After Knol's beta launch, Google product manager Cedric Dupont responded to the idea that Google intended Knol to be a "Wikipedia killer" by saying, "Google is very happy with Wikipedia being so successful. Anyone who tries to kill them would hurt us." The New York Times noted similarities in design between Knol and Wikipedia, such as use of the same font. Dupont responded that the use was simply a coincidence as it is a commonly used font.

Because of Knol's format, some said Knol would be more like About.com than Wikipedia. According to Wolfgang Hansson, a writer at DailyTech, Knol may have been planned for About.com originally when it was up for acquisition. Hansson reported that several sources close to the sale said Google was planning to acquire About.com, but the executives at About.com learned Google was planning to move from About.com's model to a wiki-style model. That would have meant layoffs for all 500 or so "Guides" at About.com.

===Conflict of interest===

After Google's announcement of the project in December 2007, there was speculation on its motives and its position as a producer of content rather than as an organizer. The Guardians Jack Schofield argued that "Knol represents an attack on the media industry in general."

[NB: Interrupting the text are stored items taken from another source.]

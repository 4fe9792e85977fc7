//! 业务服务模块
//!
//! 部署流水线与管理命令，以及它们共用的轮询和交互确认

pub mod deploy;
pub mod manage;
pub mod prompt;
pub mod retry;

#[cfg(test)]
pub(crate) mod testing;

pub use deploy::Deployer;
pub use manage::{dispatch, Verb};
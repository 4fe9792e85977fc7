//! Docker Compose stack
//!
//! Wraps the compose CLI for the deployment directory: lifecycle commands,
//! container listing, logs and exec sessions.

use async_trait::async_trait;
use std::sync::Arc;
use std::time::Duration;

use crate::config::OpsConfig;
use crate::domain::container::{parse_ps_output, ContainerInfo, PS_FORMAT};
use crate::error::{OpsError, OpsResult};
use crate::infra::command::CommandRunner;

/// Timeout for `up --build`, which may build images from scratch
const UP_TIMEOUT: Duration = Duration::from_secs(1800);
const LIFECYCLE_TIMEOUT: Duration = Duration::from_secs(300);
const QUERY_TIMEOUT: Duration = Duration::from_secs(30);

/// Which compose binary to call and with which leading args
#[derive(Debug, Clone, PartialEq)]
pub struct ComposeCommand {
    pub program: &'static str,
    pub base_args: Vec<&'static str>,
}

impl ComposeCommand {
    pub fn plugin() -> Self {
        Self {
            program: "docker",
            base_args: vec!["compose"],
        }
    }

    pub fn standalone() -> Self {
        Self {
            program: "docker-compose",
            base_args: vec![],
        }
    }

    /// Detect the compose command (prefer the `docker compose` plugin, fall back to `docker-compose`)
    pub async fn detect() -> Option<Self> {
        let work_dir = std::env::temp_dir();
        let plugin = CommandRunner::run_simple(
            "docker",
            &["compose", "version"],
            &work_dir,
            &[],
            QUERY_TIMEOUT,
        )
        .await;
        if plugin.map(|o| o.status.success()).unwrap_or(false) {
            return Some(Self::plugin());
        }

        if CommandRunner::exists("docker-compose").await {
            return Some(Self::standalone());
        }

        None
    }

    /// Full argument list: base args followed by `args`
    pub fn args<S: AsRef<str>>(&self, args: &[S]) -> Vec<String> {
        self.base_args
            .iter()
            .map(|s| s.to_string())
            .chain(args.iter().map(|s| s.as_ref().to_string()))
            .collect()
    }

    pub fn display(&self, args: &[&str]) -> String {
        self.args(args).iter().fold(self.program.to_string(), |mut acc, a| {
            acc.push(' ');
            acc.push_str(a);
            acc
        })
    }
}

/// Operations on the compose stack of the deployment directory
#[async_trait]
pub trait Stack: Send + Sync {
    /// `up -d`, optionally rebuilding images
    async fn up(&self, build: bool) -> OpsResult<()>;
    /// `down`, optionally removing volumes
    async fn down(&self, remove_volumes: bool) -> OpsResult<()>;
    async fn restart(&self) -> OpsResult<()>;
    async fn ps(&self) -> OpsResult<Vec<ContainerInfo>>;
    /// Last `lines` log lines of all services, captured
    async fn logs_tail(&self, lines: usize) -> OpsResult<String>;
    /// Print logs to the terminal, following when `follow` is set
    async fn show_logs(&self, service: Option<&str>, tail: usize, follow: bool) -> OpsResult<()>;
    /// Interactive command inside a service container
    async fn exec_interactive(&self, service: &str, command: &[String]) -> OpsResult<()>;
    /// One-shot resource usage table
    async fn resource_usage(&self) -> OpsResult<String>;
}

/// Compose CLI implementation
pub struct ComposeStack {
    config: Arc<OpsConfig>,
    compose: ComposeCommand,
}

impl ComposeStack {
    pub fn new(config: Arc<OpsConfig>, compose: ComposeCommand) -> Self {
        Self { config, compose }
    }

    async fn run_streaming(&self, args: &[&str], timeout: Duration) -> OpsResult<()> {
        tracing::info!(command = %self.compose.display(args), "Running compose");
        CommandRunner::run_streaming(
            self.compose.program,
            &self.compose.args(args),
            &self.config.work_dir,
            &self.config.compose_env(),
            timeout,
        )
        .await
        .map_err(OpsError::from)
    }

    async fn run_captured(&self, args: &[&str]) -> OpsResult<String> {
        CommandRunner::run_checked(
            self.compose.program,
            &self.compose.args(args),
            &self.config.work_dir,
            &self.config.compose_env(),
            QUERY_TIMEOUT,
        )
        .await
        .map_err(OpsError::from)
    }

    async fn run_interactive(&self, args: &[String]) -> OpsResult<()> {
        let status = CommandRunner::run_interactive(
            self.compose.program,
            &self.compose.args(args),
            &self.config.work_dir,
            &self.config.compose_env(),
        )
        .await?;
        // 130 = interrupted with Ctrl-C, the normal way to leave `logs -f`
        match status.code() {
            Some(0) | Some(130) | None => Ok(()),
            Some(code) => Err(OpsError::command(
                self.compose.program,
                format!("exited with {}", code),
            )),
        }
    }
}

#[async_trait]
impl Stack for ComposeStack {
    async fn up(&self, build: bool) -> OpsResult<()> {
        if build {
            self.run_streaming(&["up", "-d", "--build"], UP_TIMEOUT).await
        } else {
            self.run_streaming(&["up", "-d"], UP_TIMEOUT).await
        }
    }

    async fn down(&self, remove_volumes: bool) -> OpsResult<()> {
        if remove_volumes {
            self.run_streaming(&["down", "-v"], LIFECYCLE_TIMEOUT).await
        } else {
            self.run_streaming(&["down"], LIFECYCLE_TIMEOUT).await
        }
    }

    async fn restart(&self) -> OpsResult<()> {
        self.run_streaming(&["restart"], LIFECYCLE_TIMEOUT).await
    }

    async fn ps(&self) -> OpsResult<Vec<ContainerInfo>> {
        let output = self.run_captured(&["ps", "-a", "--format", PS_FORMAT]).await?;
        Ok(parse_ps_output(&output))
    }

    async fn logs_tail(&self, lines: usize) -> OpsResult<String> {
        let tail = format!("--tail={}", lines);
        self.run_captured(&["logs", "--no-color", &tail]).await
    }

    async fn show_logs(&self, service: Option<&str>, tail: usize, follow: bool) -> OpsResult<()> {
        let mut args = vec!["logs".to_string(), format!("--tail={}", tail)];
        if follow {
            args.push("-f".to_string());
        }
        if let Some(service) = service {
            args.push(service.to_string());
        }
        self.run_interactive(&args).await
    }

    async fn exec_interactive(&self, service: &str, command: &[String]) -> OpsResult<()> {
        let mut args = vec!["exec".to_string(), service.to_string()];
        args.extend(command.iter().cloned());
        self.run_interactive(&args).await
    }

    async fn resource_usage(&self) -> OpsResult<String> {
        let names: Vec<String> = self
            .ps()
            .await?
            .into_iter()
            .filter(|c| c.is_running())
            .map(|c| c.name)
            .collect();
        if names.is_empty() {
            return Ok(String::new());
        }

        let mut args = vec![
            "stats".to_string(),
            "--no-stream".to_string(),
            "--format".to_string(),
            "table {{.Name}}\t{{.CPUPerc}}\t{{.MemUsage}}\t{{.NetIO}}\t{{.BlockIO}}".to_string(),
        ];
        args.extend(names);

        CommandRunner::run_checked("docker", &args, &self.config.work_dir, &[], QUERY_TIMEOUT)
            .await
            .map_err(OpsError::from)
    }
}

There was debate whether Google search results could remain neutral because of possible conflict of interest. According to Danny Sullivan, the editor of Search Engine Land, "Google's goal of making Knol pages easy to find on search engines could conflict with its need to remain unbiased." Jeff Chester, executive director of the Center for Digital Democracy, raised similar concerns:

At the end of the day, there's a fundamental conflict between the business Google is in and its social goals. What you're seeing here, slowly, is Google embracing an advertising-driven model, in which money will have a greater impact on what people have ready access to.

As a response to such concerns, it was said that Google already hosted large amounts of content in sites like Google Sites, YouTube, Blogger and Google Groups, and that there was no significant difference in this case.

==Closure==
The media attention that Google Knol received at its launch soon dissipated. The site failed to gain a large readership – by mid-2009, Knol as a whole was getting only about 175,000 views a month, compared to Wikipedia, whose views accumulated into the billions. As a result, the financial model behind Knol was never realized. Google stopped promoting Knol, and two years after its inception, few people were aware of Knol's existence.

During 2010, the Knol site suffered significant downtime, but it appeared that Google did not even realize that Knol was down until it was queried about it by a media outlet. In November 2011 the official declaration was made that Knol would be coming to an end, as part of a "spring cleaning, out of season" that Google was doing of unsuccessful projects and initiatives. As a TechCrunch writer said when the notice was made, this "comes as something of a surprise to me – because I figured Google had already shut it down."